— What you need to do —
For each line below with the word "impl", write out a copy.

— Data section —
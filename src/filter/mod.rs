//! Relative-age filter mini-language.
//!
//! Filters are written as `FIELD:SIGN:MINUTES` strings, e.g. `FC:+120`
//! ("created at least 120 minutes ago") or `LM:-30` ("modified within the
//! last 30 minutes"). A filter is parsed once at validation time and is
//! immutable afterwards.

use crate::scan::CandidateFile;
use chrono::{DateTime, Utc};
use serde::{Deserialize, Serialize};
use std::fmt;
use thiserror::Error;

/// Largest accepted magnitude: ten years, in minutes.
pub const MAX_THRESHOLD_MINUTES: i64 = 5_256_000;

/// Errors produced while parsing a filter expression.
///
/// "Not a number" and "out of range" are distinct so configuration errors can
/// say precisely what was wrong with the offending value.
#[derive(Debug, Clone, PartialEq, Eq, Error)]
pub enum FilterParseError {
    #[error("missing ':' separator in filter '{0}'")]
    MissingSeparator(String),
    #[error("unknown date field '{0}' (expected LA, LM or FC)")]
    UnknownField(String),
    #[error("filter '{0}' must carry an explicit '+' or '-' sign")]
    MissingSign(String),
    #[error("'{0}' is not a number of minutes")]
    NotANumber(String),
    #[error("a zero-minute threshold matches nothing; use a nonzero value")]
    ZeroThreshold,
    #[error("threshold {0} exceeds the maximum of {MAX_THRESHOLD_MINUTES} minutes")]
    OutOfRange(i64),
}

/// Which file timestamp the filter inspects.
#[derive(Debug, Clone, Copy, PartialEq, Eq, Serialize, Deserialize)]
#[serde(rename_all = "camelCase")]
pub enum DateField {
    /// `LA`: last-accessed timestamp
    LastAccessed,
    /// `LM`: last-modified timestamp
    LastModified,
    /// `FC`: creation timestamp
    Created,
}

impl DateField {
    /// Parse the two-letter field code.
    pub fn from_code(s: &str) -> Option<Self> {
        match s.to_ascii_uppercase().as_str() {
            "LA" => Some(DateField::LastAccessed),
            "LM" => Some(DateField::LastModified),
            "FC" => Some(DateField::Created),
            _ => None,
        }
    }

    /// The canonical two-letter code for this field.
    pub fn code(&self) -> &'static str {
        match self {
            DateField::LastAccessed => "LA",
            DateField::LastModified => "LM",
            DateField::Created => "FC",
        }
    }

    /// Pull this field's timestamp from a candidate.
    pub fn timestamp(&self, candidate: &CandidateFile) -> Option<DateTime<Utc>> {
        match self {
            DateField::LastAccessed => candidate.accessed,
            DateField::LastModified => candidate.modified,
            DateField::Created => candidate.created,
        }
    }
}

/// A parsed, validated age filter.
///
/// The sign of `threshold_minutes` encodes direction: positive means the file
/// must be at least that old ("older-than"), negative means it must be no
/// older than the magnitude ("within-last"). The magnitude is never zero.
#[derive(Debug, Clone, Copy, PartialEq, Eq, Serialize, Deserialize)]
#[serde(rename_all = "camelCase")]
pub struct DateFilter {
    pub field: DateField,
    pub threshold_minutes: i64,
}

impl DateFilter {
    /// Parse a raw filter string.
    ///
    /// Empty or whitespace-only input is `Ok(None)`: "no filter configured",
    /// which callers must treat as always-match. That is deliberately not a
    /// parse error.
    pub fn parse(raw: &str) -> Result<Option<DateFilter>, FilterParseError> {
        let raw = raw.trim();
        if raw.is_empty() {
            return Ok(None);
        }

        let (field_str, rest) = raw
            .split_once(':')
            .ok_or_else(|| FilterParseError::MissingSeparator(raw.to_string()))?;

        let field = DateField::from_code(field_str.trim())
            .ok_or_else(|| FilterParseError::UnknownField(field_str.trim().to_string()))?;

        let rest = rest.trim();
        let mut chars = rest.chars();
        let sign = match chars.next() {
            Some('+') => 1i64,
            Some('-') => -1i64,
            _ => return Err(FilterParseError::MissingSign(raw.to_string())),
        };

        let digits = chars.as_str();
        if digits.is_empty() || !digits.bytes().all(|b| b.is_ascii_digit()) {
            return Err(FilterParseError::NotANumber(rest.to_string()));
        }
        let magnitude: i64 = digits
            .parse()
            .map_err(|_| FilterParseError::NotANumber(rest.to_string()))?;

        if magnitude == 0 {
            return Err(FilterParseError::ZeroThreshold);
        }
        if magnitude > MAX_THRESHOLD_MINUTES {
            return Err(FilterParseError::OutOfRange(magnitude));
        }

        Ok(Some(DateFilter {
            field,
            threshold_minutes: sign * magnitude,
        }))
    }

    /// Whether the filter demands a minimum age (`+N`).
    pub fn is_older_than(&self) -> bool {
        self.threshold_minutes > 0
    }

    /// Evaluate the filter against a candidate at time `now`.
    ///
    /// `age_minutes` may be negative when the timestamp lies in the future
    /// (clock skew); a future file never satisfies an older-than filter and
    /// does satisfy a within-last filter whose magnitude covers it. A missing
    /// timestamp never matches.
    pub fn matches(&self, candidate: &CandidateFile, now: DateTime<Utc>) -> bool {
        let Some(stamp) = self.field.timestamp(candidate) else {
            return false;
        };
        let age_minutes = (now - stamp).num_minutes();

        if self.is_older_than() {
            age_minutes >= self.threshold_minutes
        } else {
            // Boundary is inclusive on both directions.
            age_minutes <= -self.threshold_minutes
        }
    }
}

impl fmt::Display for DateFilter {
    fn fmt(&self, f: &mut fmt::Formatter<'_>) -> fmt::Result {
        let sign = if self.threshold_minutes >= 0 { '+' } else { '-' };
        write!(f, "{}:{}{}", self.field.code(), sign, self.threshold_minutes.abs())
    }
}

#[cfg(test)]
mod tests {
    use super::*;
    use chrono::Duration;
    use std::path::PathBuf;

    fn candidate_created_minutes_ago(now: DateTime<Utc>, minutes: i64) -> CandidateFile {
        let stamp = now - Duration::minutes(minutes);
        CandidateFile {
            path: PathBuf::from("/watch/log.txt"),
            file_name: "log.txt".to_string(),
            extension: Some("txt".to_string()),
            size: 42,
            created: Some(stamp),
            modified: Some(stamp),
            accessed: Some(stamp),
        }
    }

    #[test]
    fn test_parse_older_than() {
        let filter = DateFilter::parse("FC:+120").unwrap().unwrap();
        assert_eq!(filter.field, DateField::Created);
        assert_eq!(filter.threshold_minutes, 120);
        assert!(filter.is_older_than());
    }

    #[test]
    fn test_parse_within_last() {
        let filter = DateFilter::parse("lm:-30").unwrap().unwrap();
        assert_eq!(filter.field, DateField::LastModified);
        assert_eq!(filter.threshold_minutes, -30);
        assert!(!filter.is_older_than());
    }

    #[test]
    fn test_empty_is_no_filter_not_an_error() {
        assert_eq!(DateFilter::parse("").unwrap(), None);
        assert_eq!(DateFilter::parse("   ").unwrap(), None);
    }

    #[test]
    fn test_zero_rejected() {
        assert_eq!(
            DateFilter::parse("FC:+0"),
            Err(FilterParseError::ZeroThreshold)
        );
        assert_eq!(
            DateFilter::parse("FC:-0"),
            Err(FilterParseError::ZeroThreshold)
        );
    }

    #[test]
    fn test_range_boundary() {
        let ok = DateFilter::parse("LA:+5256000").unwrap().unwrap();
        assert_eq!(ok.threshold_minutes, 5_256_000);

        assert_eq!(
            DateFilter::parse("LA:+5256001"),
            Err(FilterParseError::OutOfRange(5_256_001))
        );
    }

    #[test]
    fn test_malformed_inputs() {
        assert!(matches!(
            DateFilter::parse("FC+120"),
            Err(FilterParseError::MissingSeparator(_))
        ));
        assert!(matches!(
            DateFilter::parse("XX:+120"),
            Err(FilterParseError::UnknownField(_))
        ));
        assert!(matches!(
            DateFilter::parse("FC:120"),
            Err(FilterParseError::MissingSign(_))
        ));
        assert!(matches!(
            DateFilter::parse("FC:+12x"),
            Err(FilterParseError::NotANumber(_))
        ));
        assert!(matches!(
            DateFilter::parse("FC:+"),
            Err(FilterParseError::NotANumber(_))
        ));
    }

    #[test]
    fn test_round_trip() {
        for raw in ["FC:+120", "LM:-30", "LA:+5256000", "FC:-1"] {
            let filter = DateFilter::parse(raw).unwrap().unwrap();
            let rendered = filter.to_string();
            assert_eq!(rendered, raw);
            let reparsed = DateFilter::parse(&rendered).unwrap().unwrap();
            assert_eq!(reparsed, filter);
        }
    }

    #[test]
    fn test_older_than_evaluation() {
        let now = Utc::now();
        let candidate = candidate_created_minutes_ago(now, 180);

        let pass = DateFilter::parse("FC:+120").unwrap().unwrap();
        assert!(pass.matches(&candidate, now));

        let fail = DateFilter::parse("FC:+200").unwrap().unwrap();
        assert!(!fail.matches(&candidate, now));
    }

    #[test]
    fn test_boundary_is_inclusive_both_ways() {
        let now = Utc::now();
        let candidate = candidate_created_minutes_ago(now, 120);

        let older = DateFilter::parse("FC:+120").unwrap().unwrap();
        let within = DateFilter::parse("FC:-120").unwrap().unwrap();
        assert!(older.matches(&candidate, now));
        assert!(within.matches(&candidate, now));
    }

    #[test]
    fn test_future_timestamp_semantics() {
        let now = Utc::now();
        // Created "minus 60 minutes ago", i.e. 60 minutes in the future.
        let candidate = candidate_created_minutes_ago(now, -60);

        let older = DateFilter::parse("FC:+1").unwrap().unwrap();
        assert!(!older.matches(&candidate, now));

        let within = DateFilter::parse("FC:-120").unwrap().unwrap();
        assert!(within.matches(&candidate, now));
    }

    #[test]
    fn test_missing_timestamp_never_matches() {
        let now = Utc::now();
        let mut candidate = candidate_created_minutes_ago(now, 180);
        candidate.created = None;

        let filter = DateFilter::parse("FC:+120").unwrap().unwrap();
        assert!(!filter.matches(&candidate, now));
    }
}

— Written solution —
impl DateField {
impl DateFilter {
impl fmt::Display for DateFilter {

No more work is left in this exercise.